(Extracted data entries)
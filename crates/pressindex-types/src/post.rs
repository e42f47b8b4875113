//! Repository documents (posts) as the indexer sees them.

use std::collections::BTreeMap;

use serde::{Deserialize, Serialize};

/// The creation date the repository uses for "never set".
pub const ZERO_DATE: &str = "0000-00-00 00:00:00";

/// Publication status of a post.
#[derive(Debug, Clone, PartialEq, Eq, Hash, Default, Serialize, Deserialize)]
#[serde(from = "String", into = "String")]
pub enum PostStatus {
    Publish,
    #[default]
    Draft,
    Pending,
    Private,
    Future,
    Trash,
    AutoDraft,
    Inherit,
    Other(String),
}

impl PostStatus {
    pub fn as_str(&self) -> &str {
        match self {
            PostStatus::Publish => "publish",
            PostStatus::Draft => "draft",
            PostStatus::Pending => "pending",
            PostStatus::Private => "private",
            PostStatus::Future => "future",
            PostStatus::Trash => "trash",
            PostStatus::AutoDraft => "auto-draft",
            PostStatus::Inherit => "inherit",
            PostStatus::Other(s) => s,
        }
    }

    pub fn parse(s: &str) -> Self {
        match s {
            "publish" => PostStatus::Publish,
            "draft" => PostStatus::Draft,
            "pending" => PostStatus::Pending,
            "private" => PostStatus::Private,
            "future" => PostStatus::Future,
            "trash" => PostStatus::Trash,
            "auto-draft" => PostStatus::AutoDraft,
            "inherit" => PostStatus::Inherit,
            other => PostStatus::Other(other.to_string()),
        }
    }

    pub fn is_published(&self) -> bool {
        matches!(self, PostStatus::Publish)
    }
}

impl From<String> for PostStatus {
    fn from(value: String) -> Self {
        PostStatus::parse(&value)
    }
}

impl From<PostStatus> for String {
    fn from(value: PostStatus) -> Self {
        value.as_str().to_string()
    }
}

impl std::fmt::Display for PostStatus {
    fn fmt(&self, f: &mut std::fmt::Formatter<'_>) -> std::fmt::Result {
        f.write_str(self.as_str())
    }
}

/// A taxonomy term attached to a post.
#[derive(Debug, Clone, PartialEq, Eq, Serialize, Deserialize)]
pub struct Term {
    pub name: String,
    #[serde(default)]
    pub slug: String,
}

impl Term {
    pub fn new(name: impl Into<String>) -> Self {
        let name = name.into();
        let slug = name.trim().to_lowercase().replace(' ', "-");
        Self { name, slug }
    }
}

fn default_post_type() -> String {
    "post".to_string()
}

fn default_date() -> String {
    ZERO_DATE.to_string()
}

/// A post as provided by the content repository.
#[derive(Debug, Clone, PartialEq, Serialize, Deserialize)]
pub struct Post {
    pub id: u64,
    #[serde(default)]
    pub title: String,
    #[serde(default)]
    pub permalink: String,
    /// Raw stored content, markup included
    #[serde(default)]
    pub content: String,
    #[serde(default)]
    pub excerpt: String,
    #[serde(default = "default_post_type")]
    pub post_type: String,
    #[serde(default)]
    pub author_id: u64,
    #[serde(default)]
    pub status: PostStatus,
    /// Creation date, `YYYY-MM-DD HH:MM:SS`
    #[serde(default = "default_date")]
    pub date: String,
    #[serde(default = "default_date")]
    pub modified: String,
    #[serde(default)]
    pub menu_order: i64,
    /// Terms keyed by taxonomy name
    #[serde(default)]
    pub terms: BTreeMap<String, Vec<Term>>,
    /// Arbitrary metadata; structured values stay structured here
    #[serde(default)]
    pub meta: BTreeMap<String, serde_json::Value>,
}

impl Post {
    /// A published `post` with the given title and no other data.
    pub fn new(id: u64, title: impl Into<String>) -> Self {
        Self {
            id,
            title: title.into(),
            permalink: String::new(),
            content: String::new(),
            excerpt: String::new(),
            post_type: default_post_type(),
            author_id: 0,
            status: PostStatus::Publish,
            date: default_date(),
            modified: default_date(),
            menu_order: 0,
            terms: BTreeMap::new(),
            meta: BTreeMap::new(),
        }
    }

    pub fn with_status(mut self, status: PostStatus) -> Self {
        self.status = status;
        self
    }

    pub fn with_type(mut self, post_type: impl Into<String>) -> Self {
        self.post_type = post_type.into();
        self
    }

    pub fn with_content(mut self, content: impl Into<String>) -> Self {
        self.content = content.into();
        self
    }

    pub fn with_excerpt(mut self, excerpt: impl Into<String>) -> Self {
        self.excerpt = excerpt.into();
        self
    }

    pub fn with_permalink(mut self, permalink: impl Into<String>) -> Self {
        self.permalink = permalink.into();
        self
    }

    pub fn with_author(mut self, author_id: u64) -> Self {
        self.author_id = author_id;
        self
    }

    pub fn with_date(mut self, date: impl Into<String>) -> Self {
        self.date = date.into();
        self
    }

    pub fn with_menu_order(mut self, menu_order: i64) -> Self {
        self.menu_order = menu_order;
        self
    }

    pub fn with_terms(mut self, taxonomy: impl Into<String>, names: &[&str]) -> Self {
        self.terms
            .insert(taxonomy.into(), names.iter().map(|n| Term::new(*n)).collect());
        self
    }

    pub fn with_meta(mut self, key: impl Into<String>, value: serde_json::Value) -> Self {
        self.meta.insert(key.into(), value);
        self
    }

    /// Terms for a taxonomy; empty when none are attached.
    pub fn terms_for(&self, taxonomy: &str) -> &[Term] {
        self.terms.get(taxonomy).map(Vec::as_slice).unwrap_or(&[])
    }
}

Task description: Restate all of the entries exactly, please.

Response for this exercise:
filename crates/pressindex-types/src/post.rs
repository e42f47b8b4875113
//! Repository documents (posts) as the indexer sees them.

use std::collections::BTreeMap;

use serde::{Deserialize, Serialize};

/// The creation date the repository uses for "never set".
pub const ZERO_DATE: &str = "0000-00-00 00:00:00";

/// Publication status of a post.
#[derive(Debug, Clone, PartialEq, Eq, Hash, Default, Serialize, Deserialize)]
#[serde(from = "String", into = "String")]
pub enum PostStatus {
    Publish,
    #[default]
    Draft,
    Pending,
    Private,
    Future,
    Trash,
    AutoDraft,
    Inherit,
    Other(String),
}

impl PostStatus {
    pub fn as_str(&self) -> &str {
        match self {
            PostStatus::Publish => "publish",
            PostStatus::Draft => "draft",
            PostStatus::Pending => "pending",
            PostStatus::Private => "private",
            PostStatus::Future => "future",
            PostStatus::Trash => "trash",
            PostStatus::AutoDraft => "auto-draft",
            PostStatus::Inherit => "inherit",
            PostStatus::Other(s) => s,
        }
    }

    pub fn parse(s: &str) -> Self {
        match s {
            "publish" => PostStatus::Publish,
            "draft" => PostStatus::Draft,
            "pending" => PostStatus::Pending,
            "private" => PostStatus::Private,
            "future" => PostStatus::Future,
            "trash" => PostStatus::Trash,
            "auto-draft" => PostStatus::AutoDraft,
            "inherit" => PostStatus::Inherit,
            other => PostStatus::Other(other.to_string()),
        }
    }

    pub fn is_published(&self) -> bool {
        matches!(self, PostStatus::Publish)
    }
}

impl From<String> for PostStatus {
    fn from(value: String) -> Self {
        PostStatus::parse(&value)
    }
}

impl From<PostStatus> for String {
    fn from(value: PostStatus) -> Self {
        value.as_str().to_string()
    }
}

impl std::fmt::Display for PostStatus {
    fn fmt(&self, f: &mut std::fmt::Formatter<'_>) -> std::fmt::Result {
        f.write_str(self.as_str())
    }
}

/// A taxonomy term attached to a post.
#[derive(Debug, Clone, PartialEq, Eq, Serialize, Deserialize)]
pub struct Term {
    pub name: String,
    #[serde(default)]
    pub slug: String,
}

impl Term {
    pub fn new(name: impl Into<String>) -> Self {
        let name = name.into();
        let slug = name.trim().to_lowercase().replace(' ', "-");
        Self { name, slug }
    }
}

fn default_post_type() -> String {
    "post".to_string()
}

fn default_date() -> String {
    ZERO_DATE.to_string()
}

/// A post as provided by the content repository.
#[derive(Debug, Clone, PartialEq, Serialize, Deserialize)]
pub struct Post {
    pub id: u64,
    #[serde(default)]
    pub title: String,
    #[serde(default)]
    pub permalink: String,
    /// Raw stored content, markup included
    #[serde(default)]
    pub content: String,
    #[serde(default)]
    pub excerpt: String,
    #[serde(default = "default_post_type")]
    pub post_type: String,
    #[serde(default)]
    pub author_id: u64,
    #[serde(default)]
    pub status: PostStatus,
    /// Creation date, `YYYY-MM-DD HH:MM:SS`
    #[serde(default = "default_date")]
    pub date: String,
    #[serde(default = "default_date")]
    pub modified: String,
    #[serde(default)]
    pub menu_order: i64,
    /// Terms keyed by taxonomy name
    #[serde(default)]
    pub terms: BTreeMap<String, Vec<Term>>,
    /// Arbitrary metadata; structured values stay structured here
    #[serde(default)]
    pub meta: BTreeMap<String, serde_json::Value>,
}

impl Post {
    /// A published `post` with the given title and no other data.
    pub fn new(id: u64, title: impl Into<String>) -> Self {
        Self {
            id,
            title: title.into(),
            permalink: String::new(),
            content: String::new(),
            excerpt: String::new(),
            post_type: default_post_type(),
            author_id: 0,
            status: PostStatus::Publish,
            date: default_date(),
            modified: default_date(),
            menu_order: 0,
            terms: BTreeMap::new(),
            meta: BTreeMap::new(),
        }
    }

    pub fn with_status(mut self, status: PostStatus) -> Self {
        self.status = status;
        self
    }

    pub fn with_type(mut self, post_type: impl Into<String>) -> Self {
        self.post_type = post_type.into();
        self
    }

    pub fn with_content(mut self, content: impl Into<String>) -> Self {
        self.content = content.into();
        self
    }

    pub fn with_excerpt(mut self, excerpt: impl Into<String>) -> Self {
        self.excerpt = excerpt.into();
        self
    }

    pub fn with_permalink(mut self, permalink: impl Into<String>) -> Self {
        self.permalink = permalink.into();
        self
    }

    pub fn with_author(mut self, author_id: u64) -> Self {
        self.author_id = author_id;
        self
    }

    pub fn with_date(mut self, date: impl Into<String>) -> Self {
        self.date = date.into();
        self
    }

    pub fn with_menu_order(mut self, menu_order: i64) -> Self {
        self.menu_order = menu_order;
        self
    }

    pub fn with_terms(mut self, taxonomy: impl Into<String>, names: &[&str]) -> Self {
        self.terms
            .insert(taxonomy.into(), names.iter().map(|n| Term::new(*n)).collect());
        self
    }

    pub fn with_meta(mut self, key: impl Into<String>, value: serde_json::Value) -> Self {
        self.meta.insert(key.into(), value);
        self
    }

    /// Terms for a taxonomy; empty when none are attached.
    pub fn terms_for(&self, taxonomy: &str) -> &[Term] {
        self.terms.get(taxonomy).map(Vec::as_slice).unwrap_or(&[])
    }
}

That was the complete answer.